Stage 1 of the Department for Work and Pensions process is set to lead to the closure of up to 30 factories by the end of the year, with decisions still due on Barrow, Bridgend, Bristol, Chesterfield, Poole, Croespenmaen and Springburn, as well as on the Cook with Care business. A further 18 factories are under threat of closure by 2015. With as many as 6 million people across the country trapped in joblessness or under-employment because they are unable to find full-time work, and with the Office for Budget Responsibility reporting this morning that the Chancellor’s austerity measures may have stripped even more demand out of the economy than even it expected in June 2010, sustaining good-quality, full-time jobs in manufacturing, particularly for disabled workers, must be a priority for any Government.

In my constituency, 19 people are chasing every vacancy advertised in local Jobcentres Plus, but the situation is even worse for people with a disability. According to the labour force survey, the employment rate gap between disabled and non-disabled people has narrowed slightly over the past decade, by about 5.8%, but it still stands at a staggering 29.9%, in 2012. Only 46.3% of disabled people are in employment, compared with 76.2% of non-disabled people, and disabled individuals are twice as likely as the rest of the work force to need full-time rather than part-time jobs. Without alternative jobs for disabled people to go to, the effect of closing Remploy factories will be to consign those people to a greater likelihood of a future of long-term unemployment, and a greater chance of ending up in poverty, when what they want and deserve is the opportunity to work.
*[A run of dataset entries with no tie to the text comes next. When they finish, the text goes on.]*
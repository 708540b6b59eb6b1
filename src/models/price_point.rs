use chrono::NaiveDate;
use serde::{Deserialize, Serialize};

use crate::errors::AnalyticsError;

// Represents a historical closing price for a given date.
#[derive(Debug, Clone, Copy, PartialEq, Serialize, Deserialize)]
pub struct PricePoint {
    pub date: NaiveDate,
    pub close_price: f64,
}

impl PricePoint {
    pub fn new(date: NaiveDate, close_price: f64) -> Self {
        Self { date, close_price }
    }
}

/// An ordered, non-empty price history with strictly increasing dates.
///
/// The series is immutable once constructed; every derived series
/// (returns, rolling statistics) is a new value.
#[derive(Debug, Clone, PartialEq, Serialize)]
pub struct PriceSeries {
    points: Vec<PricePoint>,
}

impl PriceSeries {
    pub fn new(points: Vec<PricePoint>) -> Result<Self, AnalyticsError> {
        if points.is_empty() {
            return Err(AnalyticsError::EmptyInput("price series"));
        }

        if let Some(bad) = points
            .iter()
            .find(|p| !p.close_price.is_finite() || p.close_price <= 0.0)
        {
            return Err(AnalyticsError::InvalidSeries(format!(
                "close price on {} must be a positive finite number, got {}",
                bad.date, bad.close_price
            )));
        }

        if let Some(w) = points.windows(2).find(|w| w[1].date <= w[0].date) {
            return Err(AnalyticsError::InvalidSeries(format!(
                "dates must be strictly increasing: {} follows {}",
                w[1].date, w[0].date
            )));
        }

        Ok(Self { points })
    }

    /// Convenience constructor pairing dates with closes.
    pub fn from_pairs<I>(pairs: I) -> Result<Self, AnalyticsError>
    where
        I: IntoIterator<Item = (NaiveDate, f64)>,
    {
        Self::new(
            pairs
                .into_iter()
                .map(|(date, close)| PricePoint::new(date, close))
                .collect(),
        )
    }

    pub fn points(&self) -> &[PricePoint] {
        &self.points
    }

    pub fn len(&self) -> usize {
        self.points.len()
    }

    pub fn is_empty(&self) -> bool {
        self.points.is_empty()
    }

    pub fn closes(&self) -> Vec<f64> {
        self.points.iter().map(|p| p.close_price).collect()
    }

    pub fn dates(&self) -> Vec<NaiveDate> {
        self.points.iter().map(|p| p.date).collect()
    }

    pub fn first(&self) -> Option<&PricePoint> {
        self.points.first()
    }

    pub fn latest(&self) -> Option<&PricePoint> {
        self.points.last()
    }
}

// A fractional return dated at the later of the two closes it was derived from.
#[derive(Debug, Clone, Copy, PartialEq, Serialize, Deserialize)]
pub struct ReturnPoint {
    pub date: NaiveDate,
    pub value: f64,
}

/// Consecutive relative differences of a `PriceSeries`.
///
/// Has exactly one fewer point than its source: the first price has no
/// predecessor and is dropped rather than null-filled.
#[derive(Debug, Clone, PartialEq, Serialize)]
pub struct ReturnSeries {
    points: Vec<ReturnPoint>,
}

impl ReturnSeries {
    pub(crate) fn from_points(points: Vec<ReturnPoint>) -> Self {
        Self { points }
    }

    pub fn points(&self) -> &[ReturnPoint] {
        &self.points
    }

    pub fn values(&self) -> Vec<f64> {
        self.points.iter().map(|p| p.value).collect()
    }

    pub fn len(&self) -> usize {
        self.points.len()
    }

    pub fn is_empty(&self) -> bool {
        self.points.is_empty()
    }

    /// Pairs up returns that share a date with `other`, dropping unmatched dates.
    ///
    /// Both series are date-ordered, so a single merge walk suffices.
    pub fn inner_join(&self, other: &ReturnSeries) -> Vec<(NaiveDate, f64, f64)> {
        let mut joined = Vec::with_capacity(self.len().min(other.len()));
        let (mut i, mut j) = (0, 0);

        while i < self.points.len() && j < other.points.len() {
            let (a, b) = (&self.points[i], &other.points[j]);
            match a.date.cmp(&b.date) {
                std::cmp::Ordering::Less => i += 1,
                std::cmp::Ordering::Greater => j += 1,
                std::cmp::Ordering::Equal => {
                    joined.push((a.date, a.value, b.value));
                    i += 1;
                    j += 1;
                }
            }
        }

        joined
    }
}
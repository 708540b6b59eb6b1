//! Risk metrics, technical indicators and signal labels for a single security's
//! price history.
//!
//! Every computation is a pure function of its inputs: no I/O, no shared state,
//! safe to call from many threads at once.

pub mod config;
pub mod errors;
pub mod logging;
pub mod models;
pub mod services;

pub use config::{AnalysisConfig, RiskConfig, TechnicalConfig};
pub use errors::AnalyticsError;
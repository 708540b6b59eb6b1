pub mod analysis_service;
pub mod indicators;
pub mod price_import_service;
pub mod risk_service;
pub mod series_ops;
pub mod signal_classifier;
pub mod technical_service;
use tracing::debug;

use crate::config::TechnicalConfig;
use crate::errors::AnalyticsError;
use crate::models::{PriceSeries, PriceSummary, TechnicalMetrics};
use crate::services::indicators;
use crate::services::signal_classifier;

/// Compute moving averages, RSI and MACD over the whole series and report
/// the values at the latest observation together with their signal labels.
pub fn compute_technical_metrics(
    series: &PriceSeries,
    config: &TechnicalConfig,
) -> Result<TechnicalMetrics, AnalyticsError> {
    let latest = *series
        .latest()
        .ok_or(AnalyticsError::insufficient("technical analysis", 1, 0))?;
    let closes = series.closes();
    let last = closes.len() - 1;

    let sma_short = indicators::sma(&closes, config.sma_short)[last];
    let sma_long = indicators::sma(&closes, config.sma_long)[last];
    let rsi = indicators::rsi(&closes, config.rsi_period)[last];
    let (macd_line, signal_line, histogram) = indicators::macd(
        &closes,
        config.macd_short,
        config.macd_long,
        config.macd_signal,
    );
    let (macd, macd_signal_line, macd_histogram) = (macd_line[last], signal_line[last], histogram[last]);

    let trend = signal_classifier::trend(latest.close_price, sma_short, sma_long);
    let macd_signal = signal_classifier::macd_signal(macd, macd_signal_line);
    let rsi_signal = signal_classifier::rsi_signal(rsi);

    debug!(
        as_of = %latest.date,
        ?sma_short,
        ?sma_long,
        ?rsi,
        ?macd,
        %trend,
        %macd_signal,
        %rsi_signal,
        "Computed technical indicators"
    );

    Ok(TechnicalMetrics {
        as_of: latest.date,
        close: latest.close_price,
        sma_short,
        sma_long,
        rsi,
        macd,
        macd_signal_line,
        macd_histogram,
        trend,
        macd_signal,
        rsi_signal,
    })
}

/// Average, highest and lowest close across the whole series.
pub fn summarize_prices(series: &PriceSeries) -> Result<PriceSummary, AnalyticsError> {
    let (first, latest) = match (series.first(), series.latest()) {
        (Some(f), Some(l)) => (f, l),
        _ => return Err(AnalyticsError::EmptyInput("price summary")),
    };
    let closes = series.closes();

    Ok(PriceSummary {
        start: first.date,
        end: latest.date,
        observations: closes.len(),
        average_close: closes.iter().sum::<f64>() / closes.len() as f64,
        max_close: closes.iter().copied().fold(f64::NEG_INFINITY, f64::max),
        min_close: closes.iter().copied().fold(f64::INFINITY, f64::min),
    })
}

#[cfg(test)]
mod tests {
    use super::*;
    use crate::models::{MacdSignal, RsiSignal, Trend};
    use chrono::NaiveDate;

    fn create_test_series(prices: &[f64]) -> PriceSeries {
        let start = NaiveDate::from_ymd_opt(2023, 1, 1).unwrap();
        PriceSeries::from_pairs(
            prices
                .iter()
                .enumerate()
                .map(|(i, &p)| (start + chrono::Duration::days(i as i64), p)),
        )
        .unwrap()
    }

    #[test]
    fn test_short_series_leaves_indicators_undefined() {
        let series = create_test_series(&[100.0, 101.0, 102.0]);
        let metrics = compute_technical_metrics(&series, &TechnicalConfig::default()).unwrap();

        assert_eq!(metrics.close, 102.0);
        assert_eq!(metrics.sma_short, None);
        assert_eq!(metrics.sma_long, None);
        assert_eq!(metrics.rsi, None);
        assert_eq!(metrics.macd, None);
        assert_eq!(metrics.trend, Trend::Neutral);
        assert_eq!(metrics.macd_signal, MacdSignal::Bearish);
        assert_eq!(metrics.rsi_signal, RsiSignal::Neutral);
    }

    #[test]
    fn test_linear_uptrend_is_bullish() {
        let prices: Vec<f64> = (0..300).map(|i| 100.0 + i as f64).collect();
        let series = create_test_series(&prices);
        let metrics = compute_technical_metrics(&series, &TechnicalConfig::default()).unwrap();

        // trailing mean of 100 + 250..=299 and 100 + 100..=299
        assert!((metrics.sma_short.unwrap() - 374.5).abs() < 1e-9);
        assert!((metrics.sma_long.unwrap() - 299.5).abs() < 1e-9);
        assert_eq!(metrics.rsi, Some(100.0));
        assert_eq!(metrics.trend, Trend::Bullish);
        assert_eq!(metrics.rsi_signal, RsiSignal::Overbought);
        assert!(metrics.macd.unwrap() > 0.0);
    }

    #[test]
    fn test_summarize_prices() {
        let series = create_test_series(&[100.0, 104.0, 96.0, 100.0]);
        let summary = summarize_prices(&series).unwrap();

        assert_eq!(summary.observations, 4);
        assert_eq!(summary.average_close, 100.0);
        assert_eq!(summary.max_close, 104.0);
        assert_eq!(summary.min_close, 96.0);
        assert_eq!(summary.start, NaiveDate::from_ymd_opt(2023, 1, 1).unwrap());
        assert_eq!(summary.end, NaiveDate::from_ymd_opt(2023, 1, 4).unwrap());
    }
}
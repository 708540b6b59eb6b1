use chrono::NaiveDate;
use serde::{Deserialize, Serialize};

use crate::models::signal::{MacdSignal, RsiSignal, Trend};

/// Indicator values at the latest observation plus the labels derived from them.
///
/// Indicators that have not yet warmed up are `None`.
#[derive(Debug, Clone, PartialEq, Serialize, Deserialize)]
pub struct TechnicalMetrics {
    pub as_of: NaiveDate,
    pub close: f64,
    pub sma_short: Option<f64>,
    pub sma_long: Option<f64>,
    pub rsi: Option<f64>,
    pub macd: Option<f64>,
    pub macd_signal_line: Option<f64>,

    /// MACD line minus signal line
    pub macd_histogram: Option<f64>,

    pub trend: Trend,
    pub macd_signal: MacdSignal,
    pub rsi_signal: RsiSignal,
}

/// Descriptive statistics of the closes over the analysed period.
#[derive(Debug, Clone, PartialEq, Serialize, Deserialize)]
pub struct PriceSummary {
    pub start: NaiveDate,
    pub end: NaiveDate,
    pub observations: usize,
    pub average_close: f64,
    pub max_close: f64,
    pub min_close: f64,
}
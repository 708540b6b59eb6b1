use thiserror::Error;

#[derive(Debug, Error, Clone, PartialEq)]
pub enum AnalyticsError {
    #[error("Insufficient data for {operation}: need at least {required} points, got {actual}")]
    InsufficientData {
        operation: &'static str,
        required: usize,
        actual: usize,
    },
    #[error("Empty input for {0}")]
    EmptyInput(&'static str),
    #[error("Invalid series: {0}")]
    InvalidSeries(String),
    #[error("Invalid parameter: {0}")]
    InvalidParameter(String),
    #[error("Configuration error: {0}")]
    Config(String),
    #[error("Analysis task failed: {0}")]
    TaskFailed(String),
}

impl AnalyticsError {
    pub fn insufficient(operation: &'static str, required: usize, actual: usize) -> Self {
        AnalyticsError::InsufficientData {
            operation,
            required,
            actual,
        }
    }
}

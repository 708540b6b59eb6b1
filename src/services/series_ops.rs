//! Pure helpers over ordered numeric sequences.
//!
//! NaN inputs never panic: they surface as NaN in the output position that
//! depends on them.

use crate::errors::AnalyticsError;
use crate::models::{PriceSeries, ReturnPoint, ReturnSeries};

/// Simple percentage change between consecutive closes of a price series.
///
/// Each return is dated at the later close. Fails with fewer than 2 prices.
pub fn returns(series: &PriceSeries) -> Result<ReturnSeries, AnalyticsError> {
    let points = series.points();
    if points.len() < 2 {
        return Err(AnalyticsError::insufficient("returns", 2, points.len()));
    }

    let out = points
        .windows(2)
        .map(|w| ReturnPoint {
            date: w[1].date,
            value: (w[1].close_price - w[0].close_price) / w[0].close_price,
        })
        .collect();

    Ok(ReturnSeries::from_points(out))
}

/// Trailing simple moving average.
///
/// Returns a vector aligned with `values`:
/// - `None` until `window` values exist
/// - `Some(avg)` of the last `window` values afterwards
pub fn rolling_mean(values: &[f64], window: usize) -> Vec<Option<f64>> {
    if window == 0 {
        return vec![None; values.len()];
    }

    // Each window is summed on its own so a NaN only poisons the windows that contain it.
    let warm_up = (window - 1).min(values.len());
    std::iter::repeat(None)
        .take(warm_up)
        .chain(
            values
                .windows(window)
                .map(|w| Some(w.iter().sum::<f64>() / window as f64)),
        )
        .collect()
}

/// Exponential moving average with `alpha = 2 / (span + 1)`, without bias adjustment.
///
/// `ewm[0] = x[0]`, then `ewm[i] = alpha * x[i] + (1 - alpha) * ewm[i - 1]`.
/// A NaN input yields NaN at that position and leaves the running average untouched.
/// A zero span has no valid smoothing factor and yields all NaN.
pub fn ewm(values: &[f64], span: usize) -> Vec<f64> {
    if span == 0 {
        return vec![f64::NAN; values.len()];
    }

    let alpha = 2.0 / (span as f64 + 1.0);

    values
        .iter()
        .scan(None::<f64>, move |prev, &v| {
            if v.is_nan() {
                return Some(f64::NAN);
            }
            let next = match *prev {
                Some(p) => alpha * v + (1.0 - alpha) * p,
                None => v,
            };
            *prev = Some(next);
            Some(next)
        })
        .collect()
}

/// Running maximum. NaN positions stay NaN and do not reset the peak.
pub fn cumulative_max(values: &[f64]) -> Vec<f64> {
    values
        .iter()
        .scan(f64::NEG_INFINITY, |peak, &v| {
            if v.is_nan() {
                return Some(f64::NAN);
            }
            if v > *peak {
                *peak = v;
            }
            Some(*peak)
        })
        .collect()
}

/// Percentile `p` (0..=100) with linear interpolation between closest ranks.
///
/// Matches the conventional sample percentile: rank `p / 100 * (n - 1)` in
/// the sorted data. Any NaN in the input gives NaN.
pub fn percentile(values: &[f64], p: f64) -> Result<f64, AnalyticsError> {
    if values.is_empty() {
        return Err(AnalyticsError::EmptyInput("percentile"));
    }
    if !(0.0..=100.0).contains(&p) {
        return Err(AnalyticsError::InvalidParameter(format!(
            "percentile must be within [0, 100], got {}",
            p
        )));
    }
    if values.iter().any(|v| v.is_nan()) {
        return Ok(f64::NAN);
    }

    let mut sorted = values.to_vec();
    sorted.sort_by(f64::total_cmp);

    let rank = p / 100.0 * (sorted.len() - 1) as f64;
    let lower = rank.floor() as usize;
    let upper = rank.ceil() as usize;
    let frac = rank - lower as f64;

    Ok(sorted[lower] + (sorted[upper] - sorted[lower]) * frac)
}

pub fn mean(values: &[f64]) -> Option<f64> {
    if values.is_empty() {
        return None;
    }
    Some(values.iter().sum::<f64>() / values.len() as f64)
}

/// Sample covariance (n - 1 denominator) of paired observations.
pub fn sample_covariance(x: &[f64], y: &[f64]) -> Option<f64> {
    let n = x.len().min(y.len());
    if n < 2 {
        return None;
    }

    let mean_x = mean(&x[..n])?;
    let mean_y = mean(&y[..n])?;

    let cov = x
        .iter()
        .zip(y.iter())
        .map(|(a, b)| (a - mean_x) * (b - mean_y))
        .sum::<f64>();

    Some(cov / (n as f64 - 1.0))
}

pub fn sample_variance(values: &[f64]) -> Option<f64> {
    sample_covariance(values, values)
}

pub fn sample_std(values: &[f64]) -> Option<f64> {
    sample_variance(values).map(f64::sqrt)
}

#[cfg(test)]
mod tests {
    use super::*;
    use chrono::NaiveDate;

    fn series(closes: &[f64]) -> PriceSeries {
        let start = NaiveDate::from_ymd_opt(2024, 1, 1).unwrap();
        PriceSeries::from_pairs(
            closes
                .iter()
                .enumerate()
                .map(|(i, &c)| (start + chrono::Duration::days(i as i64), c)),
        )
        .unwrap()
    }

    #[test]
    fn test_returns_known_values() {
        let r = returns(&series(&[100.0, 102.0, 101.0, 105.0, 107.0])).unwrap();
        let expected = [0.02, -0.009803921, 0.039603960, 0.019047619];

        assert_eq!(r.len(), 4);
        for (got, want) in r.values().iter().zip(expected.iter()) {
            assert!((got - want).abs() < 1e-8, "got {}, want {}", got, want);
        }
    }

    #[test]
    fn test_returns_drop_first_point() {
        let s = series(&[100.0, 110.0]);
        let r = returns(&s).unwrap();
        assert_eq!(r.len(), 1);
        assert_eq!(r.points()[0].date, s.points()[1].date);
    }

    #[test]
    fn test_returns_insufficient_data() {
        let err = returns(&series(&[100.0])).unwrap_err();
        assert_eq!(err, AnalyticsError::insufficient("returns", 2, 1));
    }

    #[test]
    fn test_rolling_mean_alignment() {
        let values = [1.0, 2.0, 3.0, 4.0, 5.0];
        let sma = rolling_mean(&values, 3);

        assert_eq!(sma, vec![None, None, Some(2.0), Some(3.0), Some(4.0)]);
    }

    #[test]
    fn test_rolling_mean_window_longer_than_series() {
        let sma = rolling_mean(&[1.0, 2.0], 5);
        assert_eq!(sma, vec![None, None]);
        assert!(rolling_mean(&[], 3).is_empty());
        assert_eq!(rolling_mean(&[1.0, 2.0], 0), vec![None, None]);
    }

    #[test]
    fn test_rolling_mean_nan_only_affects_its_windows() {
        let sma = rolling_mean(&[1.0, f64::NAN, 3.0, 4.0, 5.0], 2);

        assert_eq!(sma[0], None);
        assert!(sma[1].unwrap().is_nan());
        assert!(sma[2].unwrap().is_nan());
        assert_eq!(sma[3], Some(3.5));
        assert_eq!(sma[4], Some(4.5));
    }

    #[test]
    fn test_ewm_recurrence() {
        // span 3 => alpha 0.5
        let e = ewm(&[2.0, 4.0, 8.0], 3);
        assert_eq!(e, vec![2.0, 3.0, 5.5]);
    }

    #[test]
    fn test_ewm_nan_keeps_state() {
        let e = ewm(&[2.0, f64::NAN, 4.0], 3);
        assert_eq!(e[0], 2.0);
        assert!(e[1].is_nan());
        assert_eq!(e[2], 3.0);
    }

    #[test]
    fn test_cumulative_max_is_non_decreasing() {
        let m = cumulative_max(&[100.0, 102.0, 101.0, 105.0, 107.0]);
        assert_eq!(m, vec![100.0, 102.0, 102.0, 105.0, 107.0]);
        assert!(m.windows(2).all(|w| w[1] >= w[0]));
    }

    #[test]
    fn test_percentile_linear_interpolation() {
        let values = [1.0, 2.0, 3.0, 4.0, 5.0];
        assert_eq!(percentile(&values, 50.0).unwrap(), 3.0);
        assert_eq!(percentile(&values, 0.0).unwrap(), 1.0);
        assert_eq!(percentile(&values, 100.0).unwrap(), 5.0);
        // rank 0.05 * 4 = 0.2 => 1 + 0.2 * (2 - 1)
        assert!((percentile(&values, 5.0).unwrap() - 1.2).abs() < 1e-12);
        // order of input does not matter
        assert_eq!(percentile(&[5.0, 1.0, 3.0, 2.0, 4.0], 25.0).unwrap(), 2.0);
    }

    #[test]
    fn test_percentile_errors() {
        assert_eq!(
            percentile(&[], 5.0).unwrap_err(),
            AnalyticsError::EmptyInput("percentile")
        );
        assert!(matches!(
            percentile(&[1.0], 101.0),
            Err(AnalyticsError::InvalidParameter(_))
        ));
        assert!(percentile(&[1.0, f64::NAN], 5.0).unwrap().is_nan());
    }

    #[test]
    fn test_sample_statistics() {
        let values = [2.0, 4.0, 4.0, 4.0, 5.0, 5.0, 7.0, 9.0];
        assert_eq!(mean(&values), Some(5.0));
        // sum of squared deviations is 32, n - 1 = 7
        assert!((sample_variance(&values).unwrap() - 32.0 / 7.0).abs() < 1e-12);
        assert_eq!(sample_std(&[1.0]), None);
        assert_eq!(mean(&[]), None);
    }
}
When the Government began the process of factory sales and closures, they relied on the figure that each job supported by Remploy involved a taxpayer subsidy of £25,000 a year, and the Sayce report came up with a figure of a £22,700 annual subsidy per job. The methodology, however, which is based on dividing the total Government subsidy for each scheme by the number of employees, has been queried as a crude measure of the cost per employment place, by the fact-checking organisation Full Fact, among others. It does not account for the different infrastructure costs and asset values that each model is likely to accrue and, similarly, the Government cannot provide data on whether those whose jobs are at risk at Remploy would necessarily find work under the Access to Work programme.

Members are already encountering testimony from constituents who have been laid off by Remploy that shows that the measures promised by the Minister’s predecessor to support them back into work have simply not yet appeared on the ground. Sacked workers with severe learning difficulties are turning up at Jobcentres Plus without a clue about what to do or what the future will hold. Surely disabled workers who have offered years, and in some cases decades, of service, deserve better than that. Should not a Government with a proper moral compass be moving more quickly to end the appalling scandal of sacked workers being given emergency tax codes and suffering the indignity of paying more than half of their final pay packets out in tax, at a time when the Government are cutting taxes for the super-rich?

Like many Members with Remploy factories in their areas, or with constituents employed in a nearby factory, I have been working with the management, the work force and excellent local GMB and Unite trade union officials to reach a settlement that will ensure a durable future for the factory. In the tendering process, the priority has to be to guarantee the viability of the job of every disabled person working for Remploy. I remain hopeful that the strength of the record of the skilled work force in Springburn, in productivity and innovation, will ensure that, once the due diligence stage is completed by Remploy Ltd, the factory will have the opportunity for long-term growth under new ownership.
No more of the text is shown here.